_What to work on_
Could you report every line from the entries that includes the word "When"?

_Collection entries_
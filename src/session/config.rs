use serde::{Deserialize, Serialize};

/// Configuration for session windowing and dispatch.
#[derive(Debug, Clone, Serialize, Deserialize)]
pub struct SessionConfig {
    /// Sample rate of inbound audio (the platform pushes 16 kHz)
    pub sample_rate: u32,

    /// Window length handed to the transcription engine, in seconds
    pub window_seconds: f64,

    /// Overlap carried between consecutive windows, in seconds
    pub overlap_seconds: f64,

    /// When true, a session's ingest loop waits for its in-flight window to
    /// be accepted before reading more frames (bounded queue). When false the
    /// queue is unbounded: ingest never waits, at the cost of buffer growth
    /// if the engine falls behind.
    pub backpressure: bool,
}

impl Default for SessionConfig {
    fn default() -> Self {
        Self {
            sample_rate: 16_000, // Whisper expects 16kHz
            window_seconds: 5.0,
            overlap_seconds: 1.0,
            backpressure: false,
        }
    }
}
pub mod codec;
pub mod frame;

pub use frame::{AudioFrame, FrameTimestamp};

_Task answer_
    /// When true, a session's ingest loop waits for its in-flight window to
    /// be accepted before reading more frames (bounded queue). When false the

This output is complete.